Pseudo-deterministic Quantum Algorithms

TL;DR

This paper systematically studies pseudo-deterministic quantum algorithms, revealing complexity separations and limitations, and identifying classes of problems that can be made pseudo-deterministic efficiently.

Contribution

It introduces new complexity separations in the query model and characterizes the potential advantage and limitations of pseudo-deterministic quantum algorithms.

Findings

Classical randomized query complexity is O(1) for AOES but Omega(N) for pseudo-deterministic quantum algorithms.

Exponential speed-up of pseudo-deterministic quantum algorithms over classical for QL-Estimation.

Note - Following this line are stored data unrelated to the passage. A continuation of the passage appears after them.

//! Table editing around the cell holding the caret.
//!
//! Row and column operations treat the table as a plain grid of child
//! indices; `colspan`/`rowspan` values are kept but not interpreted.

use crate::error::CommandError;
use crate::model::{BlockKind, BlockNode, CellAttrs, Document, Path};

use super::{EditorState, Selection, Transaction};

struct CellContext {
    table: Path,
    row: usize,
    col: usize,
    /// Caret offset from the cell's content start
    offset: usize,
}

fn cell_context(doc: &Document, selection: Selection) -> Option<CellContext> {
    let (block, _) = doc.textblock_at(selection.from())?;
    let cell = doc.ancestor_where(&block.path, BlockKind::is_cell)?;
    let (col, row_path) = cell.split_last()?;
    let (row, table) = row_path.split_last()?;
    if !matches!(doc.kind_at(table), Some(BlockKind::Table { .. })) {
        return None;
    }
    let cell_start = doc.pos_of_path(&cell)?;
    Some(CellContext {
        table: table.to_vec(),
        row: *row,
        col: *col,
        offset: selection.from().saturating_sub(cell_start + 1),
    })
}

fn caret_in_cell(doc: &Document, table: &[usize], row: usize, col: usize, offset: usize) -> Selection {
    let mut cell = table.to_vec();
    cell.extend([row, col]);
    match doc.pos_of_path(&cell) {
        Some(start) => Selection::caret(start + 1 + offset),
        None => Selection::caret(doc.pos_of_path(table).unwrap_or(0)),
    }
}

/// Cells of every row of the table at `table`.
fn rows_mut<'a>(doc: &'a mut Document, table: &[usize]) -> Option<impl Iterator<Item = &'a mut Vec<BlockNode>>> {
    let rows = doc.node_at_mut(table)?.children_mut()?;
    Some(rows.iter_mut().filter_map(BlockNode::children_mut))
}

fn fresh_cell_like(kind: &BlockKind) -> BlockNode {
    match kind {
        BlockKind::TableHeader(_) => BlockNode::empty_cell(BlockKind::TableHeader(CellAttrs::default())),
        _ => BlockNode::empty_cell(BlockKind::TableCell(CellAttrs::default())),
    }
}

/// Remove the block at `path`, refilling an emptied parent.
fn remove_block(doc: &mut Document, path: &[usize]) -> Option<()> {
    let (index, parent) = path.split_last()?;
    let siblings = doc.children_at_mut(parent)?;
    siblings.remove(*index);
    if siblings.is_empty() && !parent.is_empty() {
        siblings.push(BlockNode::empty_paragraph());
    }
    doc.ensure_not_empty();
    Some(())
}

pub(crate) fn add_column(state: &EditorState, after: bool) -> Option<Transaction> {
    let ctx = cell_context(&state.doc, state.selection)?;
    let mut doc = state.doc.clone();
    for cells in rows_mut(&mut doc, &ctx.table)? {
        let reference = cells.get(ctx.col.min(cells.len().saturating_sub(1)))?;
        let cell = fresh_cell_like(&reference.kind);
        let at = if after { ctx.col + 1 } else { ctx.col };
        cells.insert(at.min(cells.len()), cell);
    }
    let col = if after { ctx.col } else { ctx.col + 1 };
    let selection = caret_in_cell(&doc, &ctx.table, ctx.row, col, ctx.offset);
    Some(Transaction::doc_change(doc, selection))
}

pub(crate) fn add_row(state: &EditorState, after: bool) -> Option<Transaction> {
    let ctx = cell_context(&state.doc, state.selection)?;
    let mut doc = state.doc.clone();
    let rows = doc.node_at_mut(&ctx.table)?.children_mut()?;
    let width = rows.get(ctx.row)?.children()?.len();
    let cells = (0..width)
        .map(|_| BlockNode::empty_cell(BlockKind::TableCell(CellAttrs::default())))
        .collect();
    let at = if after { ctx.row + 1 } else { ctx.row };
    rows.insert(at, BlockNode::container(BlockKind::TableRow, cells));
    let row = if after { ctx.row } else { ctx.row + 1 };
    let selection = caret_in_cell(&doc, &ctx.table, row, ctx.col, ctx.offset);
    Some(Transaction::doc_change(doc, selection))
}

pub(crate) fn delete_column(state: &EditorState) -> Option<Transaction> {
    let ctx = cell_context(&state.doc, state.selection)?;
    let mut doc = state.doc.clone();
    for cells in rows_mut(&mut doc, &ctx.table)? {
        if ctx.col < cells.len() {
            cells.remove(ctx.col);
        }
    }
    let rows = doc.node_at_mut(&ctx.table)?.children_mut()?;
    rows.retain(|row| row.children().is_some_and(|cells| !cells.is_empty()));
    if rows.is_empty() {
        return drop_table(state, doc, &ctx.table);
    }
    let col = ctx.col.saturating_sub(1);
    let selection = caret_in_cell(&doc, &ctx.table, ctx.row, col, 0);
    Some(Transaction::doc_change(doc, selection))
}

pub(crate) fn delete_row(state: &EditorState) -> Option<Transaction> {
    let ctx = cell_context(&state.doc, state.selection)?;
    let mut doc = state.doc.clone();
    let rows = doc.node_at_mut(&ctx.table)?.children_mut()?;
    rows.remove(ctx.row);
    if rows.is_empty() {
        return drop_table(state, doc, &ctx.table);
    }
    let row = ctx.row.min(rows.len() - 1);
    let width = rows[row].children().map_or(0, Vec::len);
    let col = ctx.col.min(width.saturating_sub(1));
    let selection = caret_in_cell(&doc, &ctx.table, row, col, 0);
    Some(Transaction::doc_change(doc, selection))
}

pub(crate) fn delete_table(state: &EditorState) -> Option<Transaction> {
    let ctx = cell_context(&state.doc, state.selection)?;
    drop_table(state, state.doc.clone(), &ctx.table)
}

fn drop_table(state: &EditorState, mut doc: Document, table: &[usize]) -> Option<Transaction> {
    let start = state.doc.pos_of_path(table)?;
    remove_block(&mut doc, table)?;
    Some(Transaction::doc_change(doc, Selection::caret(start)))
}

fn normalize_width(value: &str) -> Result<String, CommandError> {
    let value = value.trim();
    if value.is_empty() {
        return Err(CommandError::InvalidWidth(value.to_string()));
    }
    if value.contains('%') || value.contains("px") {
        Ok(value.to_string())
    } else {
        Ok(format!("{value}px"))
    }
}

/// Fix the table's width; bare numbers are taken as pixels.
pub(crate) fn set_table_width(state: &EditorState, width: &str) -> Result<Option<Transaction>, CommandError> {
    let width = normalize_width(width)?;
    let Some(ctx) = cell_context(&state.doc, state.selection) else {
        return Ok(None);
    };
    let mut doc = state.doc.clone();
    let Some(table) = doc.node_at_mut(&ctx.table) else {
        return Ok(None);
    };
    table.kind = BlockKind::Table {
        style: Some(format!("width: {width}; table-layout: fixed;")),
    };
    Ok(Some(Transaction::doc_change(doc, state.selection)))
}

/// Set the width of the cell holding the caret.
pub(crate) fn set_cell_width(state: &EditorState, width: &str) -> Result<Option<Transaction>, CommandError> {
    let width = normalize_width(width)?;
    let Some(ctx) = cell_context(&state.doc, state.selection) else {
        return Ok(None);
    };
    let mut doc = state.doc.clone();
    let mut cell = ctx.table.clone();
    cell.extend([ctx.row, ctx.col]);
    let Some(node) = doc.node_at_mut(&cell) else {
        return Ok(None);
    };
    if let BlockKind::TableCell(attrs) | BlockKind::TableHeader(attrs) = &mut node.kind {
        attrs.style = Some(format!("width: {width};"));
    }
    Ok(Some(Transaction::doc_change(doc, state.selection)))
}
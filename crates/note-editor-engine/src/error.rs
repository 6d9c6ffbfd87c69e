use thiserror::Error;

/// Errors raised while reading serialized markup.
#[derive(Debug, Clone, Error, PartialEq, Eq)]
pub enum ParseError {
    #[error("unexpected character at byte {offset}")]
    UnexpectedCharacter { offset: usize },

    #[error("end tag </{name}> at byte {offset} closes no open element")]
    UnmatchedEndTag { name: String, offset: usize },
}

/// Errors raised by commands. A command that merely does not apply to the
/// current state is not an error; it reports "not applied" instead.
#[derive(Debug, Clone, Error, PartialEq, Eq)]
pub enum CommandError {
    #[error("range {from}..{to} is outside the document (size {size})")]
    InvalidRange { from: usize, to: usize, size: usize },

    #[error("a table needs at least one row and one column, got {rows}x{cols}")]
    InvalidTableShape { rows: usize, cols: usize },

    #[error("font family must not be empty")]
    InvalidFontFamily,

    #[error("invalid width {0:?}")]
    InvalidWidth(String),

    #[error("invalid content: {0}")]
    InvalidContent(#[from] ParseError),
}
impl BlockNode {
    pub fn textblock(kind: BlockKind, runs: Vec<TextRun>) -> Self {
        debug_assert!(kind.is_textblock());
        let mut runs = runs;
        inline::normalize(&mut runs);
        if kind == BlockKind::CodeBlock {
            inline::strip_marks(&mut runs);
        }
        Self {
            kind,
            id: None,
            content: Content::Inline(runs),
        }
    }

    pub fn paragraph(text: &str) -> Self {
        Self::textblock(BlockKind::Paragraph, vec![TextRun::plain(text)])
    }

    pub fn empty_paragraph() -> Self {
        Self::textblock(BlockKind::Paragraph, Vec::new())
    }

    pub fn container(kind: BlockKind, children: Vec<BlockNode>) -> Self {
        debug_assert!(!kind.is_textblock() && !kind.is_leaf());
        Self {
            kind,
            id: None,
            content: Content::Blocks(children),
        }
    }

    pub fn horizontal_rule() -> Self {
        Self {
            kind: BlockKind::HorizontalRule,
            id: None,
            content: Content::Leaf,
        }
    }

    /// A cell of `kind` holding one empty paragraph.
    pub fn empty_cell(kind: BlockKind) -> Self {
        Self::container(kind, vec![Self::empty_paragraph()])
    }

    /// A `rows` x `cols` table whose first row is made of header cells when
    /// `with_header_row` is set.
    pub fn table(rows: usize, cols: usize, with_header_row: bool) -> Self {
        let rows = (0..rows)
            .map(|row| {
                let kind = if row == 0 && with_header_row {
                    BlockKind::TableHeader(CellAttrs::default())
                } else {
                    BlockKind::TableCell(CellAttrs::default())
                };
                let cells = (0..cols).map(|_| Self::empty_cell(kind.clone())).collect();
                Self::container(BlockKind::TableRow, cells)
            })
            .collect();
        Self::container(BlockKind::Table { style: None }, rows)
    }

    pub fn with_id(mut self, id: impl Into<String>) -> Self {
        self.id = Some(BlockId::new(id));
        self
    }

    pub fn runs(&self) -> Option<&Vec<TextRun>> {
        match &self.content {
            Content::Inline(runs) => Some(runs),
            _ => None,
        }
    }

    pub fn runs_mut(&mut self) -> Option<&mut Vec<TextRun>> {
        match &mut self.content {
            Content::Inline(runs) => Some(runs),
            _ => None,
        }
    }

    pub fn children(&self) -> Option<&Vec<BlockNode>> {
        match &self.content {
            Content::Blocks(children) => Some(children),
            _ => None,
        }
    }

    pub fn children_mut(&mut self) -> Option<&mut Vec<BlockNode>> {
        match &mut self.content {
            Content::Blocks(children) => Some(children),
            _ => None,
        }
    }

    pub fn into_children(self) -> Vec<BlockNode> {
        match self.content {
            Content::Blocks(children) => children,
            _ => Vec::new(),
        }
    }

    pub fn content_size(&self) -> usize {
        match &self.content {
            Content::Inline(runs) => inline::inline_len(runs),
            Content::Blocks(children) => children.iter().map(BlockNode::node_size).sum(),
            Content::Leaf => 0,
        }
    }

    pub fn node_size(&self) -> usize {
        match self.content {
            Content::Leaf => 1,
            _ => self.content_size() + 2,
        }
    }

    /// Concatenated text of all descendant textblocks.
    pub fn text_content(&self) -> String {
        match &self.content {
            Content::Inline(runs) => inline::inline_text(runs),
            Content::Blocks(children) => children.iter().map(BlockNode::text_content).collect(),
            Content::Leaf => String::new(),
        }
    }

    pub fn is_empty_textblock(&self) -> bool {
        matches!(&self.content, Content::Inline(runs) if runs.is_empty())
    }

    /// Change a textblock's kind in place. Ids survive; code blocks drop marks.
    pub fn convert_textblock(&mut self, kind: BlockKind) {
        if kind == BlockKind::CodeBlock
            && let Content::Inline(runs) = &mut self.content
        {
            inline::strip_marks(runs);
        }
        self.kind = kind;
    }

    /// Remove ids from this block and all descendants.
    pub fn strip_ids(&mut self) {
        self.id = None;
        if let Content::Blocks(children) = &mut self.content {
            children.iter_mut().for_each(BlockNode::strip_ids);
        }
    }
}

/// Uniform read access to anything that occupies positions in the tree.
pub trait Node {
    fn type_name(&self) -> &'static str;
    fn node_size(&self) -> usize;
    fn text_content(&self) -> String;

    fn block_id(&self) -> Option<&BlockId> {
        None
    }
}

impl Node for BlockNode {
    fn type_name(&self) -> &'static str {
        self.kind.name()
    }

    fn node_size(&self) -> usize {
        BlockNode::node_size(self)
    }

    fn text_content(&self) -> String {
        BlockNode::text_content(self)
    }

    fn block_id(&self) -> Option<&BlockId> {
        self.id.as_ref()
    }
}

impl Node for TextRun {
    fn type_name(&self) -> &'static str {
        "text"
    }

    fn node_size(&self) -> usize {
        self.len()
    }

    fn text_content(&self) -> String {
        self.text.clone()
    }
}

/// A borrowed block or text run, as yielded by [`Document::descendants`].
#[derive(Debug, Clone, Copy)]
pub enum NodeRef<'a> {
    Block(&'a BlockNode),
    Text(&'a TextRun),
}

impl Node for NodeRef<'_> {
    fn type_name(&self) -> &'static str {
        match self {
            NodeRef::Block(block) => block.type_name(),
            NodeRef::Text(run) => run.type_name(),
        }
    }

    fn node_size(&self) -> usize {
        match self {
            NodeRef::Block(block) => Node::node_size(*block),
            NodeRef::Text(run) => Node::node_size(*run),
        }
    }

    fn text_content(&self) -> String {
        match self {
            NodeRef::Block(block) => Node::text_content(*block),
            NodeRef::Text(run) => Node::text_content(*run),
        }
    }

    fn block_id(&self) -> Option<&BlockId> {
        match self {
            NodeRef::Block(block) => block.id.as_ref(),
            NodeRef::Text(_) => None,
        }
    }
}

/// The document root. Never empty: an empty body is one empty paragraph.
#[derive(Debug, Clone, PartialEq, Eq, Serialize, Deserialize)]
pub struct Document {
    pub blocks: Vec<BlockNode>,
}

impl Default for Document {
    fn default() -> Self {
        Self::empty()
    }
}
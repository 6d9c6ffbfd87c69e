//! # Lexer - Tokenizing Serialized Markup
//!
//! This module breaks markup text into tokens using the [Logos] lexer
//! generator.
//!
//! [Logos]: https://docs.rs/logos
//!
//! ## Token Design
//!
//! Tokens are context-free. The lexer doesn't know that `<li>` belongs inside
//! `<ul>` or that `<strong>` is a mark - that's the document builder's job.
//!
//! - `<name attrs…>` → [`TokenKind::StartTag`]
//! - `</name>` → [`TokenKind::EndTag`]
//! - `<!…>` (doctype, comments) → [`TokenKind::Declaration`]
//! - everything up to the next `<` → [`TokenKind::Text`]
//!
//! A `<` that opens none of the above is reported as [`Token::Invalid`] so the
//! caller can decide how strict to be.

use std::ops::Range;

use logos::Logos;

use crate::attributes::{Attribute, parse_attributes};

/// Token kinds produced by the Logos lexer.
#[derive(Logos, Debug, Clone, Copy, PartialEq, Eq)]
pub enum TokenKind {
    /// `<p>`, `<td colspan="2">`, `<hr/>`
    #[regex(r#"<[a-zA-Z][a-zA-Z0-9]*([^<>"']|"[^"]*"|'[^']*')*>"#)]
    StartTag,

    /// `</p>`
    #[regex(r"</[a-zA-Z][a-zA-Z0-9]*[ \t\r\n]*>")]
    EndTag,

    /// `<!DOCTYPE html>`, `<!-- comment -->`
    #[regex(r"<![^>]*>")]
    Declaration,

    /// Character data between tags
    #[regex(r"[^<]+")]
    Text,
}

/// A start tag split into its name and attributes.
#[derive(Debug, Clone, PartialEq, Eq)]
pub struct Tag {
    /// Lowercased tag name
    pub name: String,
    pub attributes: Vec<Attribute>,
    /// Written as `<name/>`
    pub self_closing: bool,
}

impl Tag {
    /// Raw value of the first attribute with this (lowercase) name.
    pub fn attribute(&self, name: &str) -> Option<&str> {
        self.attributes
            .iter()
            .find(|attr| attr.name == name)
            .map(|attr| attr.value.as_str())
    }
}

/// A lexed token.
#[derive(Debug, Clone, PartialEq, Eq)]
pub enum Token<'a> {
    Start(Tag),
    /// Lowercased name of the closed element
    End(String),
    Text(&'a str),
    Declaration,
    /// Input Logos could not match (typically a stray `<`)
    Invalid(&'a str),
}

/// Lex the input into tokens along with their byte spans.
///
/// Every byte of the input is covered by exactly one span.
pub fn lex(input: &str) -> Vec<(Token<'_>, Range<usize>)> {
    let mut tokens = Vec::new();
    let mut lexer = TokenKind::lexer(input);

    while let Some(result) = lexer.next() {
        let span = lexer.span();
        let text = lexer.slice();
        let token = match result {
            Ok(TokenKind::StartTag) => Token::Start(split_start_tag(text)),
            Ok(TokenKind::EndTag) => Token::End(
                text.trim_start_matches("</")
                    .trim_end_matches('>')
                    .trim()
                    .to_ascii_lowercase(),
            ),
            Ok(TokenKind::Declaration) => Token::Declaration,
            Ok(TokenKind::Text) => Token::Text(text),
            Err(()) => Token::Invalid(text),
        };
        tokens.push((token, span));
    }

    tokens
}

fn split_start_tag(text: &str) -> Tag {
    let inner = &text[1..text.len() - 1];
    let self_closing = inner.ends_with('/');
    let inner = inner.trim_end_matches('/');
    let name_len = inner
        .find(|c: char| !c.is_ascii_alphanumeric())
        .unwrap_or(inner.len());
    Tag {
        name: inner[..name_len].to_ascii_lowercase(),
        attributes: parse_attributes(&inner[name_len..]),
        self_closing,
    }
}

#[cfg(test)]
mod tests {
    use super::*;
    use pretty_assertions::assert_eq;
    use rstest::rstest;

    fn tokens(input: &str) -> Vec<Token<'_>> {
        lex(input).into_iter().map(|(token, _)| token).collect()
    }

    fn start(name: &str) -> Token<'static> {
        Token::Start(Tag {
            name: name.to_string(),
            attributes: vec![],
            self_closing: false,
        })
    }

    #[test]
    fn lex_empty_input() {
        assert_eq!(tokens(""), vec![]);
    }

    #[test]
    fn lex_plain_text() {
        assert_eq!(tokens("hello"), vec![Token::Text("hello")]);
    }

    #[test]
    fn lex_simple_paragraph() {
        assert_eq!(
            tokens("<p>Hi</p>"),
            vec![start("p"), Token::Text("Hi"), Token::End("p".to_string())]
        );
    }

    #[test]
    fn lex_tag_with_attributes() {
        let lexed = tokens(r#"<h1 data-id="id-abc">T</h1>"#);
        let Token::Start(tag) = &lexed[0] else {
            panic!("expected start tag, got {:?}", lexed[0]);
        };
        assert_eq!(tag.name, "h1");
        assert_eq!(tag.attribute("data-id"), Some("id-abc"));
        assert!(!tag.self_closing);
    }

    #[test]
    fn lex_quoted_gt_inside_attribute() {
        let lexed = tokens(r#"<span title="a > b">x</span>"#);
        let Token::Start(tag) = &lexed[0] else {
            panic!("expected start tag, got {:?}", lexed[0]);
        };
        assert_eq!(tag.attribute("title"), Some("a > b"));
        assert_eq!(lexed[1], Token::Text("x"));
    }

    #[rstest]
    #[case("<hr>", false)]
    #[case("<hr/>", true)]
    #[case("<hr />", true)]
    fn lex_void_tag_forms(#[case] input: &str, #[case] self_closing: bool) {
        let lexed = tokens(input);
        assert_eq!(
            lexed,
            vec![Token::Start(Tag {
                name: "hr".to_string(),
                attributes: vec![],
                self_closing,
            })]
        );
    }

    #[test]
    fn lex_uppercase_names_are_lowercased() {
        assert_eq!(
            tokens("<P>x</P >"),
            vec![start("p"), Token::Text("x"), Token::End("p".to_string())]
        );
    }

    #[test]
    fn lex_declaration() {
        assert_eq!(
            tokens("<!DOCTYPE html><p></p>"),
            vec![Token::Declaration, start("p"), Token::End("p".to_string())]
        );
    }

    #[test]
    fn lex_stray_angle_bracket_is_invalid() {
        let lexed = tokens("a < b");
        assert_eq!(lexed[0], Token::Text("a "));
        assert!(matches!(lexed[1], Token::Invalid(_)));
    }

    #[test]
    fn spans_cover_all_bytes() {
        let input = r#"<ul data-id="x"><li><p>one &amp; two</p></li></ul>"#;
        let lexed = lex(input);
        let mut cursor = 0;
        for (_, span) in &lexed {
            assert_eq!(span.start, cursor);
            cursor = span.end;
        }
        assert_eq!(cursor, input.len());
    }
}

Pseudo-deterministic quantum algorithms have at most a quintic advantage over deterministic algorithms.

Abstract

We initiate a systematic study of pseudo-deterministic quantum algorithms. These are quantum algorithms that, for any input, output a canonical solution with high probability. Focusing on the query complexity model, our main contributions include the following complexity separations, which require new lower bound techniques specifically tailored to pseudo-determinism: - We exhibit a problem, Avoid One Encrypted String (AOES), whose classical randomized query complexity is $O(1)$ but is maximally hard for pseudo-deterministic quantum algorithms ($\Omega(N)$ query complexity). - We exhibit a problem, Quantum-Locked Estimation (QL-Estimation), for which pseudo-deterministic quantum algorithms admit an exponential speed-up over classical pseudo-deterministic algorithms ($O(\log(N))$ vs. $\Theta(\sqrt{N})$), while the randomized query complexity is $O(1)$. Complementing these separations, we show that for any total problem $R$, pseudo-deterministic quantum algorithms admit at most a quintic advantage over deterministic algorithms, i.e., $D(R) = \tilde O(psQ(R)^5)$. On the algorithmic side, we identify a class of quantum search problems that can be made pseudo-deterministic with small overhead, including Grover search, element distinctness, triangle finding, $k$-sum, and graph collision.